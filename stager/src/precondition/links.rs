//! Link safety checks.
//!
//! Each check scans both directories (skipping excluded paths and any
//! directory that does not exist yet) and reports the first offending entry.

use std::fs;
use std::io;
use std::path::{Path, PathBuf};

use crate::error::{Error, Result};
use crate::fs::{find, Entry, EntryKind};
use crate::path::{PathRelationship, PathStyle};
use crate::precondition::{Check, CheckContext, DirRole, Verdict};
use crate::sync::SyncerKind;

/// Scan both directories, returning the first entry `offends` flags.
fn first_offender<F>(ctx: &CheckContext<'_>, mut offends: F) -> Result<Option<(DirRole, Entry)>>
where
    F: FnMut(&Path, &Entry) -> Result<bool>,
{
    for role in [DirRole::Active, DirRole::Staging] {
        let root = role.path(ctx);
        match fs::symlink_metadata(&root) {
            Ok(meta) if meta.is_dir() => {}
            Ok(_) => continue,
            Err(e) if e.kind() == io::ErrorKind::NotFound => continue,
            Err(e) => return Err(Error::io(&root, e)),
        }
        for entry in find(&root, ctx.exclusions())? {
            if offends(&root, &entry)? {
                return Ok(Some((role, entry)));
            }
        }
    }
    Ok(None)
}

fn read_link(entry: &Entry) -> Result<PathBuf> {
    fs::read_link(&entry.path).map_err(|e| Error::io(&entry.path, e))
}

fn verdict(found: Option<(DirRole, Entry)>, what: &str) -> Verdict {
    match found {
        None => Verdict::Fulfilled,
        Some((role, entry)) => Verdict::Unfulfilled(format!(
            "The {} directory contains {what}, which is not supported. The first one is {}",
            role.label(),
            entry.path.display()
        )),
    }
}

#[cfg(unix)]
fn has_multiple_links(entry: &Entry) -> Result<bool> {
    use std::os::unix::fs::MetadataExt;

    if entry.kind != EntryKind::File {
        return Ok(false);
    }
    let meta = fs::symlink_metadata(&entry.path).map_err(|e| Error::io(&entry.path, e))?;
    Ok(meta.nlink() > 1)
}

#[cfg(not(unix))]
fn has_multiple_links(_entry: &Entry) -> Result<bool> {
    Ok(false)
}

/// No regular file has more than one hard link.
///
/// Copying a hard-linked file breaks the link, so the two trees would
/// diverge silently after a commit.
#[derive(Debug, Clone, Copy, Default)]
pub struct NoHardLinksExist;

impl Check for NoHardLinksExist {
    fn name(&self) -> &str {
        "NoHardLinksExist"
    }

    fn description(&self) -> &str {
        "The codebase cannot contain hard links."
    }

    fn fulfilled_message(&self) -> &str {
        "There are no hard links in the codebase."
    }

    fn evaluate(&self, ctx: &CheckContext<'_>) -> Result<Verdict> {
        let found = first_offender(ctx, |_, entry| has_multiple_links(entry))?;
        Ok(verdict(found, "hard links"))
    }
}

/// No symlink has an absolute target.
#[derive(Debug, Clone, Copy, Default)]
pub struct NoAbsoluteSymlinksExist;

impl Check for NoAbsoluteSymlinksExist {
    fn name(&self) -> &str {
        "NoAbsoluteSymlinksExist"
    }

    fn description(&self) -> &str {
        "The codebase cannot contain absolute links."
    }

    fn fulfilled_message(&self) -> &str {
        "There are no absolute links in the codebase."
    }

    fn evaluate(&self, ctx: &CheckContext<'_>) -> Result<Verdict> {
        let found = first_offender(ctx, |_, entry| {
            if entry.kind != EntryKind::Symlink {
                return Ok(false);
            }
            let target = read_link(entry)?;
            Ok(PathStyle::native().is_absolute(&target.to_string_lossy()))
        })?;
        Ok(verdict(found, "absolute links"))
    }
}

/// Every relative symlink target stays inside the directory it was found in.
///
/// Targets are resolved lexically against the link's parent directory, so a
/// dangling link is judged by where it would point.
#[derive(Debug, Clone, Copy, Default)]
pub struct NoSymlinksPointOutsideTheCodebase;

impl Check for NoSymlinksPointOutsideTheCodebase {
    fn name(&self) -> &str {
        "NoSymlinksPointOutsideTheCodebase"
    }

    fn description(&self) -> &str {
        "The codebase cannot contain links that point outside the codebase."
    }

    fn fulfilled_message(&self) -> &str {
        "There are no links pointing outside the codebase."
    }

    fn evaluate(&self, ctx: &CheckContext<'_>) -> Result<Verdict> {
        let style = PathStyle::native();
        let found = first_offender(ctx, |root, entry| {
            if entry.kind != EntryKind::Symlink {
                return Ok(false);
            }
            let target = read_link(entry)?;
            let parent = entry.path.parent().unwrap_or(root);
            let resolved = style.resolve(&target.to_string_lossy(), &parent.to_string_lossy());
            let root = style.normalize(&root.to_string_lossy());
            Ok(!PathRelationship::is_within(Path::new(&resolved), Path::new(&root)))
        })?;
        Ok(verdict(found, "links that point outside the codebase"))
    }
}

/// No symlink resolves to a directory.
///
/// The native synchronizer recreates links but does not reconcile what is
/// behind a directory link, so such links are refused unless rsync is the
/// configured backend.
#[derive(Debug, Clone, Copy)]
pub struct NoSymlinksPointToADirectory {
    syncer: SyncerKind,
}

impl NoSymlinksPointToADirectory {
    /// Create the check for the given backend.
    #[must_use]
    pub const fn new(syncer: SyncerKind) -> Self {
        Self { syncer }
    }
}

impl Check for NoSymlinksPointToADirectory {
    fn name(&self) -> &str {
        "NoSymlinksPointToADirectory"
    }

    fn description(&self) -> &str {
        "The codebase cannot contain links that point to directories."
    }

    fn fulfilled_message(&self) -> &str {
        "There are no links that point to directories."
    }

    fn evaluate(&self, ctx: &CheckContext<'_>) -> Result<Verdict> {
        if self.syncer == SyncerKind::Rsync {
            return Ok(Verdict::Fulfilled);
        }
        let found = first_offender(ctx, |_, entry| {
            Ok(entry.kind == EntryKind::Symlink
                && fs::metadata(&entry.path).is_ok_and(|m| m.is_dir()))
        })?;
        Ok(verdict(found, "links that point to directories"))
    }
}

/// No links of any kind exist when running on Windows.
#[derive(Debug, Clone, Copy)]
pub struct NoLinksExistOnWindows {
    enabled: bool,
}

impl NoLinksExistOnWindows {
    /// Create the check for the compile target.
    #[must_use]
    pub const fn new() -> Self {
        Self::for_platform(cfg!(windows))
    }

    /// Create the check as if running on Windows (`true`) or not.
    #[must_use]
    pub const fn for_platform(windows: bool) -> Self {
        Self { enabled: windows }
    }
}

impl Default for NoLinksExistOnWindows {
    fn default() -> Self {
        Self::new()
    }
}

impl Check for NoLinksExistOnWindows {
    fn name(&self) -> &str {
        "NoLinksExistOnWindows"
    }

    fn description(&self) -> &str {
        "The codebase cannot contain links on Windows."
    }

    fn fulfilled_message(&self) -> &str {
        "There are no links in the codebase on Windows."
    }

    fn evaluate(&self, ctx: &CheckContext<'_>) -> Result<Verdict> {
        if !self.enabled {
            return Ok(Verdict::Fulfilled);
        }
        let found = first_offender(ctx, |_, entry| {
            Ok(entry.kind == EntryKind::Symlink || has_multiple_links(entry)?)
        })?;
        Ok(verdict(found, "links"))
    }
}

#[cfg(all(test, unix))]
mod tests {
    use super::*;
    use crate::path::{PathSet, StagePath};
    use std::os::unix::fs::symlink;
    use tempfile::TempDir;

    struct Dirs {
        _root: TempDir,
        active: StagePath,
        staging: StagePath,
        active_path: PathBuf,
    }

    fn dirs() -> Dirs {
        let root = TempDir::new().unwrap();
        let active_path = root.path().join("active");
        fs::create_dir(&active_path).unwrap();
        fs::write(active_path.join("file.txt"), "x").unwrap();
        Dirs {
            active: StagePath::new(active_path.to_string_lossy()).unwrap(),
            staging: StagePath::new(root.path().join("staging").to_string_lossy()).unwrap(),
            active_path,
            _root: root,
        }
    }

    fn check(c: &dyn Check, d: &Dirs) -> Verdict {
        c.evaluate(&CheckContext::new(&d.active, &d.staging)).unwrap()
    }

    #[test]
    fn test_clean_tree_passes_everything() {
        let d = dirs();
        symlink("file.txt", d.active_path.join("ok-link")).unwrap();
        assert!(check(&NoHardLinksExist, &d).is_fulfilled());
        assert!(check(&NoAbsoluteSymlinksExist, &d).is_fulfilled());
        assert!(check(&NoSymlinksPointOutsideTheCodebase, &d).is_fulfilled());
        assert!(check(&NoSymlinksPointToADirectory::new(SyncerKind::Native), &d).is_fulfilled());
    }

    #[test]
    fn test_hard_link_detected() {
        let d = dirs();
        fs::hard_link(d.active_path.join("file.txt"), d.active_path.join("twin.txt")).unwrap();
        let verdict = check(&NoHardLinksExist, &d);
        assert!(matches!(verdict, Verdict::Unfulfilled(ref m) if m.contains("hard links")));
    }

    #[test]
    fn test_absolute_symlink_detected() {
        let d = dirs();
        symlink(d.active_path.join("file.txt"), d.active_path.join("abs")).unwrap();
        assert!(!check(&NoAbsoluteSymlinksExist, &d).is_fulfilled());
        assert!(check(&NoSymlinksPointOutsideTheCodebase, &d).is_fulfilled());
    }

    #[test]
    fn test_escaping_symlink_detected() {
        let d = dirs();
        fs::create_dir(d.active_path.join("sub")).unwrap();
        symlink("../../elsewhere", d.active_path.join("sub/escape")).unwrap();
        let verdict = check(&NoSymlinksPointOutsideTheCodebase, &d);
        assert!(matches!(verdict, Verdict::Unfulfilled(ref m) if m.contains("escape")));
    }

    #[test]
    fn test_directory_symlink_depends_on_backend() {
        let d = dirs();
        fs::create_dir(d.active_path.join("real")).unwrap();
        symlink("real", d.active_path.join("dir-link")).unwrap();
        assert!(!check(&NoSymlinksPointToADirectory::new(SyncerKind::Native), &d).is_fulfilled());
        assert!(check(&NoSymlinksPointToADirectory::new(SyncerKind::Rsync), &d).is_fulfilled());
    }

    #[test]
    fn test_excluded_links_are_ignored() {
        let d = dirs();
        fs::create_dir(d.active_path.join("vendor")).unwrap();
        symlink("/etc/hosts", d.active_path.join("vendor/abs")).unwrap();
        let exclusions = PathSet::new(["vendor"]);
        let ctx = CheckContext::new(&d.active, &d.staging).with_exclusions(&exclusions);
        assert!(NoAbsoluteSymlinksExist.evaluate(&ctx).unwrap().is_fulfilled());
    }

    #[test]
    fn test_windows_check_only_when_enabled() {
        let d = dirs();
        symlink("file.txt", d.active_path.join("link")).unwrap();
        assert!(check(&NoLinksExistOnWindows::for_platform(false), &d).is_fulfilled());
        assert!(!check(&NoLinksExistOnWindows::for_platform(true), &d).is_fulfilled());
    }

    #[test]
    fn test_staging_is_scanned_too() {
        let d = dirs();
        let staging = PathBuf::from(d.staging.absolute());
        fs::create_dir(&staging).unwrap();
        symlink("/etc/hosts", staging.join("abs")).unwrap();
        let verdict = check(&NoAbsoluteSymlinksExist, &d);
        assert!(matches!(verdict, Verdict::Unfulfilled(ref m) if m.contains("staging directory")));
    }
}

────────────────

* EXERCISE PROMPT *
Please output an exact copy of the lines above, from the opening line of the data down to the line that contains "#[cfg(unix)]".

* RESPONSE *
filename stager/src/precondition/links.rs
//! Link safety checks.
//!
//! Each check scans both directories (skipping excluded paths and any
//! directory that does not exist yet) and reports the first offending entry.

use std::fs;
use std::io;
use std::path::{Path, PathBuf};

use crate::error::{Error, Result};
use crate::fs::{find, Entry, EntryKind};
use crate::path::{PathRelationship, PathStyle};
use crate::precondition::{Check, CheckContext, DirRole, Verdict};
use crate::sync::SyncerKind;

/// Scan both directories, returning the first entry `offends` flags.
fn first_offender<F>(ctx: &CheckContext<'_>, mut offends: F) -> Result<Option<(DirRole, Entry)>>
where
    F: FnMut(&Path, &Entry) -> Result<bool>,
{
    for role in [DirRole::Active, DirRole::Staging] {
        let root = role.path(ctx);
        match fs::symlink_metadata(&root) {
            Ok(meta) if meta.is_dir() => {}
            Ok(_) => continue,
            Err(e) if e.kind() == io::ErrorKind::NotFound => continue,
            Err(e) => return Err(Error::io(&root, e)),
        }
        for entry in find(&root, ctx.exclusions())? {
            if offends(&root, &entry)? {
                return Ok(Some((role, entry)));
            }
        }
    }
    Ok(None)
}

fn read_link(entry: &Entry) -> Result<PathBuf> {
    fs::read_link(&entry.path).map_err(|e| Error::io(&entry.path, e))
}

fn verdict(found: Option<(DirRole, Entry)>, what: &str) -> Verdict {
    match found {
        None => Verdict::Fulfilled,
        Some((role, entry)) => Verdict::Unfulfilled(format!(
            "The {} directory contains {what}, which is not supported. The first one is {}",
            role.label(),
            entry.path.display()
        )),
    }
}

#[cfg(unix)]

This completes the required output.